Your instructions: Extract the full set of records that follows, word for word.

(Stored data)

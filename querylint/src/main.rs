//! A linter for Datadog metric queries.
#![cfg_attr(coverage_nightly, feature(coverage_attribute))]

use querylint_lib::{Host, run};
use std::io::Write;
use std::io::{stderr, stdout};

/// Default host that writes to the real terminal and exits the process.
#[derive(Debug, Clone, Default)]
pub struct RealHost;

#[cfg_attr(coverage_nightly, coverage(off))]
impl Host for RealHost {
    fn output(&mut self) -> impl Write {
        stdout()
    }

    fn error(&mut self) -> impl Write {
        stderr()
    }

    fn exit(&mut self, code: i32) {
        std::process::exit(code);
    }
}

#[tokio::main]
#[cfg_attr(coverage_nightly, coverage(off))]
async fn main() -> Result<(), ohno::AppError> {
    run(&mut RealHost, std::env::args()).await
}
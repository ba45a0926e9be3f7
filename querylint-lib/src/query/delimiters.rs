/// Find the parenthesis that closes the one at byte offset `open`.
///
/// Returns the offset one past the matching `)`, or `None` when the text ends before the
/// depth returns to zero. Unbalanced input is not an error, just a non-match.
///
/// Each call walks the text from `open`. Code that needs many lookups over the same text
/// should build a [`Delimiters`] index once instead.
#[must_use]
pub fn find_matching_paren(text: &str, open: usize) -> Option<usize> {
    let bytes = text.as_bytes();
    if bytes.get(open) != Some(&b'(') {
        return None;
    }

    let mut depth = 0usize;
    for (offset, &b) in bytes[open..].iter().enumerate() {
        match b {
            b'(' => depth += 1,
            b')' => {
                depth -= 1;
                if depth == 0 {
                    return Some(open + offset + 1);
                }
            }
            _ => {}
        }
    }

    None
}

/// Delimiter positions of one text, computed up front.
///
/// Parentheses are paired with a stack and the next `}` after every offset is recorded,
/// both in a single pass. Lookups are then constant time, so scanners that probe every
/// `default_zero(` or every `{` stay linear even when none of them is closed.
#[derive(Debug)]
pub struct Delimiters {
    /// For each `(`, the offset one past its matching `)`.
    paren_end: Vec<Option<usize>>,

    /// For each offset, the first `}` at or after it.
    next_close_brace: Vec<Option<usize>>,
}

impl Delimiters {
    #[must_use]
    pub fn new(text: &str) -> Self {
        let bytes = text.as_bytes();

        let mut paren_end = vec![None; bytes.len()];
        let mut open = Vec::new();
        for (i, &b) in bytes.iter().enumerate() {
            match b {
                b'(' => open.push(i),
                b')' => {
                    if let Some(start) = open.pop() {
                        paren_end[start] = Some(i + 1);
                    }
                }
                _ => {}
            }
        }

        let mut next_close_brace = vec![None; bytes.len()];
        let mut next = None;
        for (i, &b) in bytes.iter().enumerate().rev() {
            if b == b'}' {
                next = Some(i);
            }
            next_close_brace[i] = next;
        }

        Self {
            paren_end,
            next_close_brace,
        }
    }

    /// Same answer as [`find_matching_paren`] for the indexed text.
    #[must_use]
    pub fn matching_paren(&self, open: usize) -> Option<usize> {
        self.paren_end.get(open).copied().flatten()
    }

    /// Offset of the first `}` at or after `from`.
    #[must_use]
    pub fn next_close_brace(&self, from: usize) -> Option<usize> {
        self.next_close_brace.get(from).copied().flatten()
    }
}

#[cfg(test)]
mod tests {
    use super::*;

    #[test]
    fn test_simple_pair() {
        assert_eq!(find_matching_paren("f(x)", 1), Some(4));
    }

    #[test]
    fn test_nested_pairs() {
        let text = "a(b(c)d(e))f";
        assert_eq!(find_matching_paren(text, 1), Some(11));
        assert_eq!(find_matching_paren(text, 3), Some(6));
        assert_eq!(find_matching_paren(text, 7), Some(10));
    }

    #[test]
    fn test_unbalanced_returns_none() {
        assert_eq!(find_matching_paren("f((x)", 1), None);
        assert_eq!(find_matching_paren("(", 0), None);
    }

    #[test]
    fn test_not_an_open_paren() {
        assert_eq!(find_matching_paren("f(x)", 0), None);
        assert_eq!(find_matching_paren("f(x)", 3), None);
    }

    #[test]
    fn test_out_of_range() {
        assert_eq!(find_matching_paren("()", 10), None);
        assert_eq!(find_matching_paren("", 0), None);
    }

    #[test]
    fn test_braces_do_not_count() {
        assert_eq!(find_matching_paren("({x})", 0), Some(5));
    }

    #[test]
    fn test_multibyte_text() {
        let text = "(é(ü))";
        assert_eq!(find_matching_paren(text, 0), Some(text.len()));
    }

    #[test]
    fn test_index_agrees_with_depth_counter() {
        for text in ["a(b(c)d(e))f", "f((x)", ")(()", "((()", "x)(y))(", "(é(ü))", ""] {
            let index = Delimiters::new(text);
            for open in 0..=text.len() {
                assert_eq!(index.matching_paren(open), find_matching_paren(text, open), "{text:?} at {open}");
            }
        }
    }

    #[test]
    fn test_next_close_brace() {
        let index = Delimiters::new("a{b}c{d");
        assert_eq!(index.next_close_brace(0), Some(3));
        assert_eq!(index.next_close_brace(3), Some(3));
        assert_eq!(index.next_close_brace(4), None);
        assert_eq!(index.next_close_brace(100), None);
    }

    #[test]
    fn test_empty_text() {
        let index = Delimiters::new("");
        assert_eq!(index.matching_paren(0), None);
        assert_eq!(index.next_close_brace(0), None);
    }
}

Written answer:
filename querylint/src/main.rs
//! A linter for Datadog metric queries.
#![cfg_attr(coverage_nightly, feature(coverage_attribute))]

use querylint_lib::{Host, run};
use std::io::Write;
use std::io::{stderr, stdout};

/// Default host that writes to the real terminal and exits the process.
#[derive(Debug, Clone, Default)]
pub struct RealHost;

#[cfg_attr(coverage_nightly, coverage(off))]
impl Host for RealHost {
    fn output(&mut self) -> impl Write {
        stdout()
    }

    fn error(&mut self) -> impl Write {
        stderr()
    }

    fn exit(&mut self, code: i32) {
        std::process::exit(code);
    }
}

#[tokio::main]
#[cfg_attr(coverage_nightly, coverage(off))]
async fn main() -> Result<(), ohno::AppError> {
    run(&mut RealHost, std::env::args()).await
}
repository ba45a0926e9be3f7
filename querylint-lib/src/query/delimiters.rs
/// Find the parenthesis that closes the one at byte offset `open`.
///
/// Returns the offset one past the matching `)`, or `None` when the text ends before the
/// depth returns to zero. Unbalanced input is not an error, just a non-match.
///
/// Each call walks the text from `open`. Code that needs many lookups over the same text
/// should build a [`Delimiters`] index once instead.
#[must_use]
pub fn find_matching_paren(text: &str, open: usize) -> Option<usize> {
    let bytes = text.as_bytes();
    if bytes.get(open) != Some(&b'(') {
        return None;
    }

    let mut depth = 0usize;
    for (offset, &b) in bytes[open..].iter().enumerate() {
        match b {
            b'(' => depth += 1,
            b')' => {
                depth -= 1;
                if depth == 0 {
                    return Some(open + offset + 1);
                }
            }
            _ => {}
        }
    }

    None
}

/// Delimiter positions of one text, computed up front.
///
/// Parentheses are paired with a stack and the next `}` after every offset is recorded,
/// both in a single pass. Lookups are then constant time, so scanners that probe every
/// `default_zero(` or every `{` stay linear even when none of them is closed.
#[derive(Debug)]
pub struct Delimiters {
    /// For each `(`, the offset one past its matching `)`.
    paren_end: Vec<Option<usize>>,

    /// For each offset, the first `}` at or after it.
    next_close_brace: Vec<Option<usize>>,
}

impl Delimiters {
    #[must_use]
    pub fn new(text: &str) -> Self {
        let bytes = text.as_bytes();

        let mut paren_end = vec![None; bytes.len()];
        let mut open = Vec::new();
        for (i, &b) in bytes.iter().enumerate() {
            match b {
                b'(' => open.push(i),
                b')' => {
                    if let Some(start) = open.pop() {
                        paren_end[start] = Some(i + 1);
                    }
                }
                _ => {}
            }
        }

        let mut next_close_brace = vec![None; bytes.len()];
        let mut next = None;
        for (i, &b) in bytes.iter().enumerate().rev() {
            if b == b'}' {
                next = Some(i);
            }
            next_close_brace[i] = next;
        }

        Self {
            paren_end,
            next_close_brace,
        }
    }

    /// Same answer as [`find_matching_paren`] for the indexed text.
    #[must_use]
    pub fn matching_paren(&self, open: usize) -> Option<usize> {
        self.paren_end.get(open).copied().flatten()
    }

    /// Offset of the first `}` at or after `from`.
    #[must_use]
    pub fn next_close_brace(&self, from: usize) -> Option<usize> {
        self.next_close_brace.get(from).copied().flatten()
    }
}

#[cfg(test)]
mod tests {
    use super::*;

    #[test]
    fn test_simple_pair() {
        assert_eq!(find_matching_paren("f(x)", 1), Some(4));
    }

    #[test]
    fn test_nested_pairs() {
        let text = "a(b(c)d(e))f";
        assert_eq!(find_matching_paren(text, 1), Some(11));
        assert_eq!(find_matching_paren(text, 3), Some(6));
        assert_eq!(find_matching_paren(text, 7), Some(10));
    }

    #[test]
    fn test_unbalanced_returns_none() {
        assert_eq!(find_matching_paren("f((x)", 1), None);
        assert_eq!(find_matching_paren("(", 0), None);
    }

    #[test]
    fn test_not_an_open_paren() {
        assert_eq!(find_matching_paren("f(x)", 0), None);
        assert_eq!(find_matching_paren("f(x)", 3), None);
    }

    #[test]
    fn test_out_of_range() {
        assert_eq!(find_matching_paren("()", 10), None);
        assert_eq!(find_matching_paren("", 0), None);
    }

    #[test]
    fn test_braces_do_not_count() {
        assert_eq!(find_matching_paren("({x})", 0), Some(5));
    }

    #[test]
    fn test_multibyte_text() {
        let text = "(é(ü))";
        assert_eq!(find_matching_paren(text, 0), Some(text.len()));
    }

    #[test]
    fn test_index_agrees_with_depth_counter() {
        for text in ["a(b(c)d(e))f", "f((x)", ")(()", "((()", "x)(y))(", "(é(ü))", ""] {
            let index = Delimiters::new(text);
            for open in 0..=text.len() {
                assert_eq!(index.matching_paren(open), find_matching_paren(text, open), "{text:?} at {open}");
            }
        }
    }

    #[test]
    fn test_next_close_brace() {
        let index = Delimiters::new("a{b}c{d");
        assert_eq!(index.next_close_brace(0), Some(3));
        assert_eq!(index.next_close_brace(3), Some(3));
        assert_eq!(index.next_close_brace(4), None);
        assert_eq!(index.next_close_brace(100), None);
    }

    #[test]
    fn test_empty_text() {
        let index = Delimiters::new("");
        assert_eq!(index.matching_paren(0), None);
        assert_eq!(index.next_close_brace(0), None);
    }
}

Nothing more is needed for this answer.